I'd be lying if I said that I don't think about my MS every day. When you have an incurable, unpredictable illness, it's hard not to. But the key to Beating MS or any illness is not to allow it to consume your life.
When I was first diagnosed, I became obsessed with looking for a cure and learning as much about this disease as I could. The researcher in me kicked in and I scoured the Internet, books, anything I could get my hands on. But, after about six months of relentless digging, I completely burned out. I didn't want to hear the word MS, let alone learn anymore about it. I didn't even want to talk about my own MS. I just shut down and ignored the whole situation. A much-needed break at the time, but not a practice that was going to yield long-term success.

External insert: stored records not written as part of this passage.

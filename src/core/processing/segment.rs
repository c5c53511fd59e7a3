use tracing::{debug, info};

use crate::core::composite::{CompositeImage, ExtractedPhoto};
use crate::core::params::SegmentParams;
use crate::core::processing::blur::gaussian_5x5;
use crate::core::processing::contours::find_external_contours;
use crate::core::processing::grayscale::to_luma;
use crate::core::processing::threshold::otsu_binarize_inv;
use crate::error::Result;
use crate::types::Region;

/// Detection-only output of a segmentation pass.
#[derive(Debug, Clone, PartialEq)]
pub struct Detection {
    /// Otsu level chosen on the smoothed luma plane
    pub threshold: u8,
    /// Outer contours found before filtering
    pub candidates: usize,
    /// Accepted regions in discovery order
    pub regions: Vec<Region>,
}

/// Splits a composite template into photocards.
///
/// Stateless apart from its validated parameters; one instance can serve any
/// number of images, from any number of threads.
#[derive(Debug, Clone)]
pub struct Segmenter {
    params: SegmentParams,
}

impl Segmenter {
    pub fn new(params: SegmentParams) -> Result<Self> {
        params.validate()?;
        Ok(Self { params })
    }

    pub fn params(&self) -> &SegmentParams {
        &self.params
    }

    /// Locate candidate photocard rectangles without copying any pixels.
    ///
    /// luma -> 5x5 Gaussian -> inverted Otsu -> external contours -> bounding
    /// box filter. Output order is contour discovery order, not reading order.
    pub fn detect(&self, image: &CompositeImage) -> Detection {
        let luma = to_luma(image);
        let smoothed = gaussian_5x5(&luma);
        let (threshold, binary) = otsu_binarize_inv(&smoothed);
        let contours = find_external_contours(&binary);

        let total_pixels = image.total_pixels();
        let regions: Vec<Region> = contours
            .iter()
            .map(|c| c.bounding_rect())
            .filter(|r| self.params.accepts(r, total_pixels))
            .collect();

        debug!(
            threshold,
            candidates = contours.len(),
            accepted = regions.len(),
            min_size = self.params.min_size(total_pixels),
            "Segmented {}x{} template",
            image.width(),
            image.height()
        );

        Detection {
            threshold,
            candidates: contours.len(),
            regions,
        }
    }

    /// Copy `regions` out of the original, unfiltered pixels, keeping order.
    pub fn materialize(&self, image: &CompositeImage, regions: &[Region]) -> Vec<ExtractedPhoto> {
        let photos: Vec<ExtractedPhoto> = regions.iter().map(|&region| image.crop(region)).collect();
        info!("Extracted {} photocard(s)", photos.len());
        photos
    }

    /// Detect and crop every accepted region.
    pub fn segment(&self, image: &CompositeImage) -> Vec<ExtractedPhoto> {
        let detection = self.detect(image);
        self.materialize(image, &detection.regions)
    }
}

/// Validate `params` and segment `image` in one call.
pub fn segment(image: &CompositeImage, params: &SegmentParams) -> Result<Vec<ExtractedPhoto>> {
    Ok(Segmenter::new(params.clone())?.segment(image))
}
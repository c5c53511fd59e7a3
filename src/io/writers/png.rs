use image::codecs::png::PngEncoder;
use image::{ExtendedColorType, ImageEncoder, RgbImage};

use crate::error::{Error, Result};

/// Encode an RGB photocard as PNG bytes (lossless).
pub fn encode_png(img: &RgbImage) -> Result<Vec<u8>> {
    let mut bytes = Vec::new();
    PngEncoder::new(&mut bytes)
        .write_image(img.as_raw(), img.width(), img.height(), ExtendedColorType::Rgb8)
        .map_err(Error::encode)?;
    Ok(bytes)
}
//! Command Line Interface (CLI) layer.
//!
//! This module defines argument parsing (`args`), error types (`errors`),
//! and the orchestration logic (`runner`) for single-template and directory
//! flows. It wires user-provided options to `photocard::api`.
//!
//! If you are embedding the splitter into another application, prefer the
//! library API over calling the CLI code.
pub mod args;
pub mod errors;
pub mod runner;

pub use args::CliArgs;
pub use runner::run;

Eventually, my curiosity started to get the better of me and I once again felt the desire to expand my MS knowledge. This time however, I took a step back and didn't allow my curiously to become an obsession. Because I knew if I went down the same path as when I was diagnosed, that I would end up the same burned out, disinterested, yet still sick person as before. But, I also knew that if I didn't keep learning and trying new things, that I would end up in a rut that would lead to stagnation in my recovery and overall wellness.
Now, I place limits on the amount of time & effort that I put into MS research and I make time for non-MS things - going to the movies, shopping, hanging out with friends & family, etc. I work at having a life aside from being sick. MS is only one part of what makes up who I am and I work to make sure it remains a very small part.